The giant Mmamabula Energy Project in Botswana has suffered a major setback that is likely to result in further delays. The latest problems emanate from the difficulties the developers of the project are facing in reaching an engineering, procurement and construction (EPC) contract.
TSX- and BSE-listed CIC Energy, which is progressing the Mmamabula project as a 50:50 venture with International Power Plc, is warning that the global EPC market is tight and contractors are demanding different terms that are likely to delay the fast progression of the first phase of the US$9.5-billion project.
The project includes a coal mine, two 2,500-megawatt power stations, a coal export unit and coal-to-hydrocarbons plant at Mmamabula, in southeast Botswana on the border with South Africa.
CIC Energy says the project's sponsors have concluded that it will be difficult to enter into a turnkey EPC contract for the project on terms and conditions that, until recently, were accepted by EPC contractors and would have enabled this project to be financed on a non-recourse project finance basis, according to a statement posted on the Botswana and Toronto bourses.

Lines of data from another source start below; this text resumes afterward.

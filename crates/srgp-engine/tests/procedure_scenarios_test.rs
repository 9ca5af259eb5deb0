use srgp_engine::stats::{normal_cdf, normal_quantile, upper_critical_value};
use srgp_engine::{
    Bonferroni, ConfigurationError, GraphicalBonf, MechanismKind, MtpConfig, MtpError,
    MultipleTestingProcedure, Procedure, Verdict, build_procedure,
};

/// Loss differences with exactly the given mean and population sd.
fn paired(mean: f64, sd: f64, n: usize) -> (Vec<f64>, Vec<f64>) {
    let baseline: Vec<f64> = (0..n).map(|i| 0.5 + 0.01 * (i % 7) as f64).collect();
    let candidate = baseline
        .iter()
        .enumerate()
        .map(|(i, b)| b + mean + if i % 2 == 0 { sd } else { -sd })
        .collect();
    (candidate, baseline)
}

fn wavy(mean: f64, salt: f64, n: usize) -> Vec<f64> {
    (0..n)
        .map(|i| mean + ((i as f64 + 1.0) * salt).sin())
        .collect()
}

#[test]
fn scenario_two_queries_first_accepted() {
    let mut p = GraphicalBonf::new(MtpConfig::new(0.1, 0.8)).unwrap();
    p.initialize(2).unwrap();
    let (c, b) = paired(-0.5, 1.0, 100);
    assert_eq!(p.decide(&c, &b, None).unwrap(), Verdict::Accept);
    assert_eq!(p.decide(&c, &b, None).unwrap().as_int(), 1);

    let tree = p.tree();
    let root = tree.root().unwrap();
    let first = tree.node(root).children[0];
    let continuation = tree.node(first).children[0];
    let remaining_sibling = tree.node(root).children[1];
    assert!((tree.node(continuation).weight - 0.8).abs() < 1e-12);
    assert!((tree.node(remaining_sibling).weight - 0.2).abs() < 1e-12);
    assert!(tree.is_terminal());
}

#[test]
fn exhaustion_on_extra_call() {
    for kind in [
        MechanismKind::Bonferroni,
        MechanismKind::GraphicalBonf,
        MechanismKind::GraphicalFfs,
    ] {
        let mut p = build_procedure(kind, MtpConfig::default()).unwrap();
        p.initialize(3).unwrap();
        for k in 0..3 {
            let c = wavy(0.3, 0.5 + 0.45 * f64::from(k), 80);
            p.decide(&c, &vec![0.0; 80], None).unwrap();
        }
        let c = wavy(0.0, 2.9, 80);
        assert_eq!(
            p.decide(&c, &vec![0.0; 80], None).unwrap_err(),
            MtpError::BudgetExhausted {
                num_total_queries: 3
            },
            "{kind}"
        );
    }
}

#[test]
fn bonferroni_three_queries_uses_alpha_over_eight() {
    // z = 2.0: accepted at alpha = 0.1, rejected at 0.1 / 8.
    let (c, b) = paired(-0.2, 1.0, 100);
    let mut unadjusted =
        build_procedure(MechanismKind::BinaryThreshold, MtpConfig::default()).unwrap();
    unadjusted.initialize(3).unwrap();
    assert_eq!(unadjusted.decide(&c, &b, None).unwrap(), Verdict::Accept);

    let mut p = Bonferroni::new(MtpConfig::default()).unwrap();
    p.initialize(3).unwrap();
    for _ in 0..3 {
        assert_eq!(p.decide(&c, &b, None).unwrap(), Verdict::Reject);
    }
    assert_eq!(p.level(), Some(0.1 / 8.0));
    for t in p.thresholds() {
        assert!((t - upper_critical_value(0.0125)).abs() < 1e-12);
    }
}

#[test]
fn decide_before_initialize_is_configuration_error() {
    let mut p = build_procedure(MechanismKind::GraphicalFfs, MtpConfig::default()).unwrap();
    let (c, b) = paired(-0.5, 1.0, 20);
    assert_eq!(
        p.decide(&c, &b, None).unwrap_err().family(),
        "configuration"
    );
}

#[test]
fn collinear_resubmission_after_failure_is_decided() {
    let b = vec![0.0; 100];
    let c = wavy(0.2, 0.8, 100);
    let rescaled: Vec<f64> = c.iter().map(|x| 2.0 * x - 0.3).collect();
    for second in [c.clone(), rescaled] {
        let mut p = build_procedure(MechanismKind::GraphicalFfs, MtpConfig::default()).unwrap();
        p.initialize(4).unwrap();
        assert_eq!(p.decide(&c, &b, None).unwrap(), Verdict::Reject);
        assert_eq!(p.decide(&second, &b, None).unwrap(), Verdict::Reject);

        // Perfect correlation with the failed sibling: Φ(t) = Φ(c1)(1 - α).
        let c1 = p.thresholds()[0];
        let exact = normal_quantile(normal_cdf(c1) * (1.0 - 0.016));
        let t = p.thresholds()[1];
        assert!((t - exact).abs() < 2e-2, "{t} vs {exact}");
        assert!(t < upper_critical_value(0.016));
    }
}

#[test]
fn mismatched_lengths_rejected_everywhere() {
    for kind in MechanismKind::ALL {
        let mut p = build_procedure(kind, MtpConfig::default()).unwrap();
        p.initialize(2).unwrap();
        let err = p
            .decide(&[0.1, 0.2, 0.3], &[0.1, 0.2], Some(&[0.1, 0.2]))
            .unwrap_err();
        assert!(
            matches!(
                err,
                MtpError::Configuration(ConfigurationError::LengthMismatch { .. })
            ),
            "{kind}: {err}"
        );
    }
}

#[test]
fn persisted_run_resumes_identically() {
    let config = MtpConfig {
        robustness_tries: 3,
        seed: 5,
        ..MtpConfig::default()
    };
    let baseline = vec![0.0; 150];
    let mut live = build_procedure(MechanismKind::GraphicalParallel, config).unwrap();
    live.initialize(6).unwrap();
    for k in 0..3 {
        let k = f64::from(k);
        live.decide(
            &wavy(0.1, 0.6 + 0.3 * k, 150),
            &baseline,
            Some(&wavy(0.05, 1.75 + 0.2 * k, 150)),
        )
        .unwrap();
    }

    let snapshot = live.to_json().unwrap();
    let mut resumed = Procedure::from_json(&snapshot).unwrap();
    assert_eq!(resumed.kind(), MechanismKind::GraphicalParallel);
    for k in 3..6 {
        let k = f64::from(k);
        let cand = wavy(0.1, 0.6 + 0.3 * k, 150);
        let pre = wavy(0.05, 1.75 + 0.2 * k, 150);
        assert_eq!(
            live.decide(&cand, &baseline, Some(&pre)).unwrap(),
            resumed.decide(&cand, &baseline, Some(&pre)).unwrap()
        );
    }
    assert_eq!(live, resumed);
}

#[test]
fn outcome_and_threshold_histories_line_up() {
    let mut p = build_procedure(MechanismKind::GraphicalFfs, MtpConfig::default()).unwrap();
    p.initialize(5).unwrap();
    let b = vec![0.0; 120];
    for (k, mean) in [-0.4, 0.2, 0.3, -0.5, 0.1].into_iter().enumerate() {
        p.decide(&wavy(mean, 0.4 + 0.37 * k as f64, 120), &b, None)
            .unwrap();
    }
    assert_eq!(p.query_count(), 5);
    assert_eq!(p.outcomes().len(), p.thresholds().len());
    assert_eq!(p.outcomes()[0], Verdict::Accept);
    assert_eq!(p.outcomes()[1], Verdict::Reject);
}
//! Error taxonomy for the testing engine.
//!
//! Every variant is fatal to the current run; nothing is retried or clamped.

use thiserror::Error;

/// Invalid setup or malformed call arguments.
#[derive(Debug, Clone, PartialEq, Error)]
pub enum ConfigurationError {
    #[error("query budget not initialized; call initialize() first")]
    NotInitialized,
    #[error("global alpha must lie in (0, 1), got {0}")]
    AlphaOutOfRange(f64),
    #[error("success fraction must lie in [0, 1], got {0}")]
    SuccessFractionOutOfRange(f64),
    #[error("parallel ratio must lie in [0, 1], got {0}")]
    ParallelRatioOutOfRange(f64),
    #[error("first prespecified weight must lie in [0, 1], got {0}")]
    FirstPrespecifiedWeightOutOfRange(f64),
    #[error("number of total queries must be positive")]
    ZeroQueries,
    #[error("multivariate normal sample count must be positive")]
    ZeroSamples,
    #[error("observation vectors differ in length: expected {expected}, got {actual}")]
    LengthMismatch { expected: usize, actual: usize },
    #[error("observation vectors must contain at least two units, got {0}")]
    TooFewObservations(usize),
    #[error("prespecified candidate losses are required by {mechanism}")]
    MissingPrespecified { mechanism: &'static str },
    #[error("unknown mechanism '{0}'")]
    UnknownMechanism(String),
    #[error("budget transfer from node {from} to node {to} is not allowed")]
    InvalidTransfer { from: usize, to: usize },
    #[error("environment variable {var} has malformed value '{value}'")]
    MalformedEnv { var: &'static str, value: String },
}

/// Numerical failures while computing statistics or critical values.
#[derive(Debug, Clone, PartialEq, Error)]
pub enum NumericalError {
    #[error("sample variance is zero; the standardized statistic is undefined")]
    ZeroVariance,
    #[error("observation {index} is not finite ({value})")]
    NonFiniteObservation { index: usize, value: f64 },
    #[error("test statistic is not finite ({0})")]
    NonFiniteStatistic(f64),
    #[error("correlation matrix is malformed: {0}")]
    MalformedCorrelation(String),
    #[error("correlation matrix is not positive semi-definite (pivot {pivot:.3e} at row {row})")]
    NotPositiveSemiDefinite { row: usize, pivot: f64 },
    #[error("conditioning event has negligible probability ({probability:.3e})")]
    NegligibleConditioningEvent { probability: f64 },
    #[error("critical value solver did not converge after {iterations} iterations")]
    NonConvergence { iterations: usize },
}

/// Top-level engine error.
#[derive(Debug, Clone, PartialEq, Error)]
pub enum MtpError {
    #[error("configuration: {0}")]
    Configuration(#[from] ConfigurationError),
    #[error("query budget exhausted after {num_total_queries} queries")]
    BudgetExhausted { num_total_queries: usize },
    #[error("numerical: {0}")]
    Numerical(#[from] NumericalError),
}

impl MtpError {
    /// Short machine-readable family name for logs and reports.
    #[must_use]
    pub const fn family(&self) -> &'static str {
        match self {
            Self::Configuration(_) => "configuration",
            Self::BudgetExhausted { .. } => "budget_exhausted",
            Self::Numerical(_) => "numerical",
        }
    }
}

pub type Result<T, E = MtpError> = std::result::Result<T, E>;
//! Audit trails: shadow fills, worker heartbeats, reconciliation discrepancies.

use super::{get_dec, get_opt_dec, get_ts, opt_dec_to_sql, ts_to_sql, Store};
use crate::model::Side;
use anyhow::Result;
use chrono::{DateTime, Utc};
use rusqlite::{params, OptionalExtension};
use rust_decimal::Decimal;

/// Hypothetical fill recorded instead of an order in shadow mode.
#[derive(Debug, Clone, PartialEq)]
pub struct ShadowFill {
    pub strategy: String,
    pub market_id: String,
    pub outcome: u32,
    pub side: Side,
    pub ts: DateTime<Utc>,
    pub size: Decimal,
    pub signal_price: Decimal,
    /// Signal price after configured slippage
    pub sim_entry_price: Decimal,
    pub avg_price: Option<Decimal>,
    pub dislocation: Option<Decimal>,
    pub intent_id: Option<i64>,
    pub notes: Option<String>,
}

/// Last recorded liveness of a worker.
#[derive(Debug, Clone, PartialEq)]
pub struct WorkerHeartbeat {
    pub worker: String,
    pub pid: u32,
    pub host: String,
    pub started_at: DateTime<Utc>,
    pub last_seen: DateTime<Utc>,
    pub cycles: u64,
    pub last_error: Option<String>,
}

impl WorkerHeartbeat {
    pub fn is_stale(&self, now: DateTime<Utc>, max_age: chrono::Duration) -> bool {
        now - self.last_seen > max_age
    }
}

/// Ledger vs exchange quantity mismatch.
#[derive(Debug, Clone, PartialEq)]
pub struct Discrepancy {
    pub strategy: String,
    pub market_id: String,
    pub outcome: u32,
    pub ledger_quantity: Decimal,
    pub exchange_quantity: Decimal,
    pub detected_at: DateTime<Utc>,
    pub note: Option<String>,
}

impl Store {
    pub fn record_shadow_fill(&self, fill: &ShadowFill) -> Result<i64> {
        self.conn.execute(
            r#"
            INSERT INTO shadow_fills (strategy, market_id, outcome, side, ts, size, signal_price,
                                      sim_entry_price, avg_price, dislocation, intent_id, notes)
            VALUES (?1, ?2, ?3, ?4, ?5, ?6, ?7, ?8, ?9, ?10, ?11, ?12)
            "#,
            params![
                fill.strategy,
                fill.market_id,
                fill.outcome,
                fill.side.as_str(),
                ts_to_sql(fill.ts),
                fill.size.to_string(),
                fill.signal_price.to_string(),
                fill.sim_entry_price.to_string(),
                opt_dec_to_sql(fill.avg_price),
                opt_dec_to_sql(fill.dislocation),
                fill.intent_id,
                fill.notes,
            ],
        )?;
        Ok(self.conn.last_insert_rowid())
    }

    pub fn shadow_fills(&self, strategy: &str, limit: usize) -> Result<Vec<ShadowFill>> {
        let mut stmt = self.conn.prepare(
            r#"
            SELECT * FROM shadow_fills WHERE strategy = ?1
            ORDER BY ts DESC, id DESC LIMIT ?2
            "#,
        )?;
        let fills = stmt
            .query_map(params![strategy, limit as i64], |row| {
                Ok(ShadowFill {
                    strategy: row.get("strategy")?,
                    market_id: row.get("market_id")?,
                    outcome: row.get("outcome")?,
                    side: super::get_parsed(row, "side")?,
                    ts: get_ts(row, "ts")?,
                    size: get_dec(row, "size")?,
                    signal_price: get_dec(row, "signal_price")?,
                    sim_entry_price: get_dec(row, "sim_entry_price")?,
                    avg_price: get_opt_dec(row, "avg_price")?,
                    dislocation: get_opt_dec(row, "dislocation")?,
                    intent_id: row.get("intent_id")?,
                    notes: row.get("notes")?,
                })
            })?
            .collect::<rusqlite::Result<Vec<_>>>()?;
        Ok(fills)
    }

    /// Upsert a heartbeat. `cycles` is incremented on every beat.
    pub fn beat(
        &self,
        worker: &str,
        pid: u32,
        host: &str,
        started_at: DateTime<Utc>,
        now: DateTime<Utc>,
        last_error: Option<&str>,
    ) -> Result<()> {
        self.conn.execute(
            r#"
            INSERT INTO worker_heartbeats (worker, pid, host, started_at, last_seen, cycles, last_error)
            VALUES (?1, ?2, ?3, ?4, ?5, 1, ?6)
            ON CONFLICT(worker) DO UPDATE SET
                pid = ?2,
                host = ?3,
                started_at = ?4,
                last_seen = ?5,
                cycles = CASE WHEN worker_heartbeats.started_at = ?4 THEN worker_heartbeats.cycles + 1 ELSE 1 END,
                last_error = ?6
            "#,
            params![worker, pid, host, ts_to_sql(started_at), ts_to_sql(now), last_error],
        )?;
        Ok(())
    }

    pub fn heartbeats(&self) -> Result<Vec<WorkerHeartbeat>> {
        let mut stmt = self
            .conn
            .prepare("SELECT * FROM worker_heartbeats ORDER BY worker ASC")?;
        let beats = stmt
            .query_map([], |row| {
                Ok(WorkerHeartbeat {
                    worker: row.get("worker")?,
                    pid: row.get("pid")?,
                    host: row.get("host")?,
                    started_at: get_ts(row, "started_at")?,
                    last_seen: get_ts(row, "last_seen")?,
                    cycles: row.get::<_, i64>("cycles")?.max(0) as u64,
                    last_error: row.get("last_error")?,
                })
            })?
            .collect::<rusqlite::Result<Vec<_>>>()?;
        Ok(beats)
    }

    /// Insert a discrepancy unless the latest one for the same outcome
    /// already reports the same quantities. Returns the new row id.
    pub fn record_discrepancy(&self, discrepancy: &Discrepancy) -> Result<Option<i64>> {
        let latest = self
            .conn
            .query_row(
                r#"
                SELECT * FROM reconciliation_discrepancies
                WHERE strategy = ?1 AND market_id = ?2 AND outcome = ?3
                ORDER BY detected_at DESC, id DESC
                LIMIT 1
                "#,
                params![discrepancy.strategy, discrepancy.market_id, discrepancy.outcome],
                |row| Ok((get_dec(row, "ledger_quantity")?, get_dec(row, "exchange_quantity")?)),
            )
            .optional()?;
        if latest == Some((discrepancy.ledger_quantity, discrepancy.exchange_quantity)) {
            return Ok(None);
        }

        self.conn.execute(
            r#"
            INSERT INTO reconciliation_discrepancies (strategy, market_id, outcome, ledger_quantity,
                                                      exchange_quantity, detected_at, note)
            VALUES (?1, ?2, ?3, ?4, ?5, ?6, ?7)
            "#,
            params![
                discrepancy.strategy,
                discrepancy.market_id,
                discrepancy.outcome,
                discrepancy.ledger_quantity.to_string(),
                discrepancy.exchange_quantity.to_string(),
                ts_to_sql(discrepancy.detected_at),
                discrepancy.note,
            ],
        )?;
        Ok(Some(self.conn.last_insert_rowid()))
    }

    pub fn discrepancies(&self, strategy: &str, since: DateTime<Utc>) -> Result<Vec<Discrepancy>> {
        let mut stmt = self.conn.prepare(
            r#"
            SELECT * FROM reconciliation_discrepancies
            WHERE strategy = ?1 AND detected_at >= ?2
            ORDER BY detected_at DESC, id DESC
            "#,
        )?;
        let rows = stmt
            .query_map(params![strategy, ts_to_sql(since)], |row| {
                Ok(Discrepancy {
                    strategy: row.get("strategy")?,
                    market_id: row.get("market_id")?,
                    outcome: row.get("outcome")?,
                    ledger_quantity: get_dec(row, "ledger_quantity")?,
                    exchange_quantity: get_dec(row, "exchange_quantity")?,
                    detected_at: get_ts(row, "detected_at")?,
                    note: row.get("note")?,
                })
            })?
            .collect::<rusqlite::Result<Vec<_>>>()?;
        Ok(rows)
    }
}

#[cfg(test)]
mod tests {
    use super::*;
    use chrono::Duration;
    use rust_decimal_macros::dec;

    #[test]
    fn test_heartbeat_counts_cycles_per_run() {
        let store = Store::in_memory().unwrap();
        let started = Utc::now();
        store.beat("signals:mr", 42, "host", started, started, None).unwrap();
        store
            .beat("signals:mr", 42, "host", started, started + Duration::seconds(10), Some("boom"))
            .unwrap();

        let beats = store.heartbeats().unwrap();
        assert_eq!(beats.len(), 1);
        assert_eq!(beats[0].cycles, 2);
        assert_eq!(beats[0].last_error.as_deref(), Some("boom"));

        // A restart resets the cycle counter
        let restarted = started + Duration::minutes(5);
        store.beat("signals:mr", 43, "host", restarted, restarted, None).unwrap();
        let beats = store.heartbeats().unwrap();
        assert_eq!(beats[0].cycles, 1);
        assert_eq!(beats[0].pid, 43);
        assert!(beats[0].is_stale(restarted + Duration::minutes(3), Duration::minutes(2)));
    }

    #[test]
    fn test_shadow_fill_and_discrepancy_records() {
        let store = Store::in_memory().unwrap();
        let now = Utc::now();
        store
            .record_shadow_fill(&ShadowFill {
                strategy: "mr".to_string(),
                market_id: "m1".to_string(),
                outcome: 1,
                side: Side::Buy,
                ts: now,
                size: dec!(1333.33),
                signal_price: dec!(0.075),
                sim_entry_price: dec!(0.07575),
                avg_price: Some(dec!(0.10)),
                dislocation: Some(dec!(-0.25)),
                intent_id: None,
                notes: None,
            })
            .unwrap();
        assert_eq!(store.shadow_fills("mr", 10).unwrap()[0].sim_entry_price, dec!(0.07575));

        let mismatch = Discrepancy {
            strategy: "mr".to_string(),
            market_id: "m1".to_string(),
            outcome: 1,
            ledger_quantity: dec!(1000),
            exchange_quantity: dec!(0),
            detected_at: now,
            note: None,
        };
        assert!(store.record_discrepancy(&mismatch).unwrap().is_some());
        // Same quantities again: nothing new to record
        let repeat = Discrepancy {
            detected_at: now + Duration::seconds(30),
            ..mismatch.clone()
        };
        assert!(store.record_discrepancy(&repeat).unwrap().is_none());
        assert_eq!(store.discrepancies("mr", now - Duration::hours(1)).unwrap().len(), 1);
    }
}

Strong demand in the EPC market for steam turbines has resulted in EPC contractors insisting on terms and conditions for project financed projects of the scale of the Mmamabula Energy Project that we don't believe will be acceptable to lenders without changes to risk allocations, says Gregory Kinross, President of CIC Energy.
CIC has since turned to its offtakers, South Africa's power utility Eskom and the Botswana Power Corporation, to see if they will assume the construction and capital cost risks required to fund the project in the debt markets.
The company is also bracing itself for further increases in the costs of developing the gigantic Mmamabula Energy Complex. It cautions that negotiations to facilitate the financing of the project on a limited recourse basis may impact on its schedule.
Even should the offtakers accept, approval will take time, which will create delays and expose the project to further capital cost creep, Desjardins Securities analyst Daniel Shteyn wrote in a note to clients quoted by Canadian Press on Tuesday.
Shteyn, who downgraded his ratings on CIC Energy's stock from buy to hold, said the delays created a critical confidence crisis in the project.
In January, engineering delays saw the costs of developing the project ballooning to US$9.5 billion, more than $3 billion above previous estimates, partly due to engineering delays.
In February, CIC Energy was to announce that the Mmamabula project's schedule would be delayed by about six months, which it attributed to the strong demand for power plant builds and the prevailing engineering resource constraints, saying these continued to increase lead times for power plant equipment and construction services.
It said at that time that finances for the first phase of the project would only be made available in the fourth quarter of 2008, followed immediately with the start of construction in the same quarter, but pushing the commercial operation of the first unit of the power station to late 2012, or early 2013.
The second and third units would come on-line at six-month intervals following the first unit.
The company is currently considering exporting seaborne traded A grade thermal coal from the Mmamabula Coal Field to Namibia and is looking at being part of a transport consortium that is planning a 1,500-kilometre rail line linking the landlocked Botswana to its neighbour's west coast.